In 2008, the Republican governor of Louisiana, Bobby Jindal, signed the Louisiana Science Education Act into law. The law contends that “the teaching of some scientific subjects, such as biological evolution, the chemical origins of life, global warming, and human cloning, can cause controversy, and that some teachers may be unsure of the expectations concerning how they should present information on such subjects.” The law gives permission to Louisiana’s teachers to “help students understand, analyze, critique, and review in an objective manner the scientific strengths and scientific weaknesses of existing scientific theories pertinent to the course being taught.” OK, I understand, we need a state legislature to mandate that more critical thinking is necessary for evolution and global warming; and we don’t need any more critical thinking in other areas of science (sarcasm intended).
Though the law sounds like it would help teaching of science in the state, it really was nothing more than an attempt to get creationism (along with global warming denialism) taught in Louisiana’s public schools. Creationism refers to the belief that the universe and everything in it were specially created by a god through magical , rather than natural, scientifically explained, means. Creationism implicitly relies on the claim that there is a “purpose” to all creation known only to the creator. In other words, creationism is a religious belief, and no matter what argument is made (and I could write 50,000 words on the topic), creationism is not science because it relies upon a supernatural being, which means it can never be falsified, one of the basic tenets of the scientific method. The supporters of creationism attempt to claim that creationism is a scientific theory on the level of evolution, ignoring the fact that a scientific theory is “a well-substantiated explanation of some aspect of the natural world, based on a body of facts that have been repeatedly confirmed through observation and experiment.” Creationism is generally based on a fictional book.
The Establishment Clause of the First Amendment to the United States Constitution, specifically prohibits any government entity from establishing a religion (which courts have ruled to include teaching religion in schools). Decades worth of Supreme Court rulings have found that teaching creationism in schools is equivalent to teaching religion. As recently as 2005, in Kitzmiller v Dover Area School District, a Federal Court continued the tradition of considering creationism as religion, and ruled against a school district, costing the Dover Area School District nearly $1 million in legal fees. That money probably could have been used to teach their students better science. What we can assume will happen in Louisiana is that a school district will decide to teach creationism in a school district, a few parents will complain, and sue this district. It will be struck down in a lower court, the school district will appeal, and that district will eventually lose. Because in the history of trying to teach creationism in schools, all cases have favored the Establishment Clause and denying the school district the ability to provide a religious education.
But then the scientists organized. The Louisiana Coalition for Science was able to stop two new efforts that might have furthered the teaching of creationism Louisiana classrooms after the passage of the Louisiana Science Education Act. First, they convinced the Louisiana Board of Elementary and Secondary Education to adopt new biology books after creationists attempted to have the books thrown out. Then they also succeeded in killing a Louisiana House bill (HB 580) which was meant to weaken the Board of Elementary and Secondary Education’s oversight of public school biology books and supplementary materials.

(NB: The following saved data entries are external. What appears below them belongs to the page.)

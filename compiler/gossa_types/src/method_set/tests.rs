use gossa_ir::{FuncId, Name};
use pretty_assertions::assert_eq;

use super::*;
use crate::{Field, Method};

fn declare(pool: &mut Pool, ty: Idx, name: &str, func: u32, ptr_recv: bool) -> Name {
    let name = pool.intern_name(name);
    let sig = pool.signature(&[], &[], false);
    pool.add_method(
        ty,
        Method {
            name,
            func: Some(FuncId::new(func)),
            sig,
            ptr_recv,
        },
    );
    name
}

fn names(pool: &Pool, set: &MethodSet) -> Vec<&'static str> {
    set.entries().iter().map(|e| pool.name_str(e.name)).collect()
}

#[test]
fn value_and_pointer_method_sets() {
    let mut pool = Pool::new();
    let t = pool.named("main", "T", Idx::INT);
    declare(&mut pool, t, "Value", 0, false);
    declare(&mut pool, t, "Ptr", 1, true);
    let pt = pool.pointer(t);

    let msets = MethodSets::new();
    assert_eq!(names(&pool, &msets.method_set(&pool, t)), vec!["Value"]);
    assert_eq!(names(&pool, &msets.method_set(&pool, pt)), vec!["Ptr", "Value"]);
}

#[test]
fn promotion_through_embedding() {
    let mut pool = Pool::new();
    let inner = pool.named("main", "Inner", Idx::INT);
    declare(&mut pool, inner, "Hello", 0, false);
    declare(&mut pool, inner, "Mutate", 1, true);

    let inner_name = pool.intern_name("Inner");
    let x = pool.intern_name("x");
    let st = pool.struct_type(&[Field::new(x, Idx::INT), Field::embedded(inner_name, inner)]);
    let outer = pool.named("main", "Outer", st);

    let msets = MethodSets::new();
    let set = msets.method_set(&pool, outer);
    assert_eq!(names(&pool, &set), vec!["Hello"]);
    let hello = &set.entries()[0];
    assert_eq!(hello.path.as_slice(), &[1]);
    assert!(matches!(hello.target, MethodTarget::Concrete { recv, .. } if recv == inner));

    let pouter = pool.pointer(outer);
    assert_eq!(
        names(&pool, &msets.method_set(&pool, pouter)),
        vec!["Hello", "Mutate"]
    );
}

#[test]
fn embedded_pointer_promotes_pointer_methods() {
    let mut pool = Pool::new();
    let inner = pool.named("main", "Inner", Idx::INT);
    declare(&mut pool, inner, "Mutate", 0, true);
    let pinner = pool.pointer(inner);
    let inner_name = pool.intern_name("Inner");
    let st = pool.struct_type(&[Field::embedded(inner_name, pinner)]);
    let outer = pool.named("main", "Outer", st);

    let msets = MethodSets::new();
    let set = msets.method_set(&pool, outer);
    assert_eq!(names(&pool, &set), vec!["Mutate"]);
    assert!(set.entries()[0].indirect);
}

#[test]
fn shallower_method_wins() {
    let mut pool = Pool::new();
    let inner = pool.named("main", "Inner", Idx::INT);
    declare(&mut pool, inner, "M", 0, false);
    let inner_name = pool.intern_name("Inner");
    let st = pool.struct_type(&[Field::embedded(inner_name, inner)]);
    let outer = pool.named("main", "Outer", st);
    declare(&mut pool, outer, "M", 1, false);

    let msets = MethodSets::new();
    let entry = msets.lookup(&pool, outer, pool.intern_name("M")).unwrap();
    assert!(entry.path.is_empty());
    assert!(matches!(
        entry.target,
        MethodTarget::Concrete { func: Some(f), .. } if f == FuncId::new(1)
    ));
}

#[test]
fn same_depth_collision_cancels() {
    let mut pool = Pool::new();
    let a = pool.named("main", "A", Idx::INT);
    let b = pool.named("main", "B", Idx::STRING);
    declare(&mut pool, a, "M", 0, false);
    declare(&mut pool, b, "M", 1, false);
    declare(&mut pool, b, "OnlyB", 2, false);
    let a_name = pool.intern_name("A");
    let b_name = pool.intern_name("B");
    let st = pool.struct_type(&[Field::embedded(a_name, a), Field::embedded(b_name, b)]);
    let outer = pool.named("main", "Outer", st);

    let msets = MethodSets::new();
    assert_eq!(names(&pool, &msets.method_set(&pool, outer)), vec!["OnlyB"]);
}

#[test]
fn recursive_embedding_terminates() {
    let mut pool = Pool::new();
    let node_name = pool.intern_name("Node");
    let node = pool.new_named(pool.intern_name("main"), node_name);
    let pnode = pool.pointer(node);
    let st = pool.struct_type(&[Field::embedded(node_name, pnode)]);
    pool.set_underlying(node, st);
    declare(&mut pool, node, "Walk", 0, false);

    let msets = MethodSets::new();
    let set = msets.method_set(&pool, node);
    assert_eq!(names(&pool, &set), vec!["Walk"]);
    assert!(set.entries()[0].path.is_empty());
}

#[test]
fn embedded_interface_methods_are_promoted() {
    let mut pool = Pool::new();
    let err_name = pool.intern_name("error");
    let st = pool.struct_type(&[Field::embedded(err_name, Idx::ERROR)]);
    let wrapped = pool.named("main", "Wrapped", st);

    let msets = MethodSets::new();
    let set = msets.method_set(&pool, wrapped);
    assert_eq!(names(&pool, &set), vec!["Error"]);
    assert!(matches!(set.entries()[0].target, MethodTarget::Interface { .. }));
    assert!(pool.implements(wrapped, Idx::ERROR, &msets));
}

#[test]
fn results_are_cached() {
    let mut pool = Pool::new();
    let t = pool.named("main", "T", Idx::INT);
    declare(&mut pool, t, "M", 0, false);
    let msets = MethodSets::new();
    let first = msets.method_set(&pool, t);
    let second = msets.method_set(&pool, t);
    assert!(std::rc::Rc::ptr_eq(&first, &second));
    assert_eq!(msets.cached(), 1);
}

And then there’s recent Louisiana high school student, Zack Kopplin, who has taken it upon himself to repeal this law. And challenging Republican presidential candidates, but that’s another story. He has spearheaded the effort to block the changes in textbooks to creationist versions, helped the New Orleans school district to ban creationism, and assist progressive Louisiana state legislators in trying to repeal the law. Not bad for a college sophomore.
Karen Carter Peterson, a Louisiana state senator, has introduced Senate Bill 26 (SB 26), which would repeal the Louisiana Science Education Act. She had proposed the same exact bill in 2011 and 2012, but both failed to be voted out of committee. According to Zach Kopplin, “we believe that this spring we can muster the votes we need to pass.” Given his record of success, I’ll go along with his optimism!
As opposed to what the Republicans in Louisiana believe, there are no controversies with regards to evolution or climate change. Those theories are well established and are accepted by a broad consensus of scientists in the field. Even with abiogenesis, the theory of the beginning of life (which is not covered by the theory of evolution), the only controversy is in the exact mechanism, not in the fact that life arose out of basic chemicals and energy approximately 3.5-3.9 billion years ago. If someone wants to create a “scientific controversy” in these theories, they must bring scientific data and analysis from a world class laboratory staffed by world-class Ph.D-level scientists with that data published in a world class journal, subject to repetition, analysis and criticism by other scientists in other world class laboratories. A clueless politician in a right-wing state does not get to invent a “scientific controversy” by saying one exists. In other words, these science denialists must get off their lazy butts, and give us scientific evidence that contradicts what we know today. Rhetoric and invented controversies don’t count.
And let’s support Senator Peterson and Mr. Kopplin. They’re swimming upstream in a dark red state, maybe rational minds will prevail!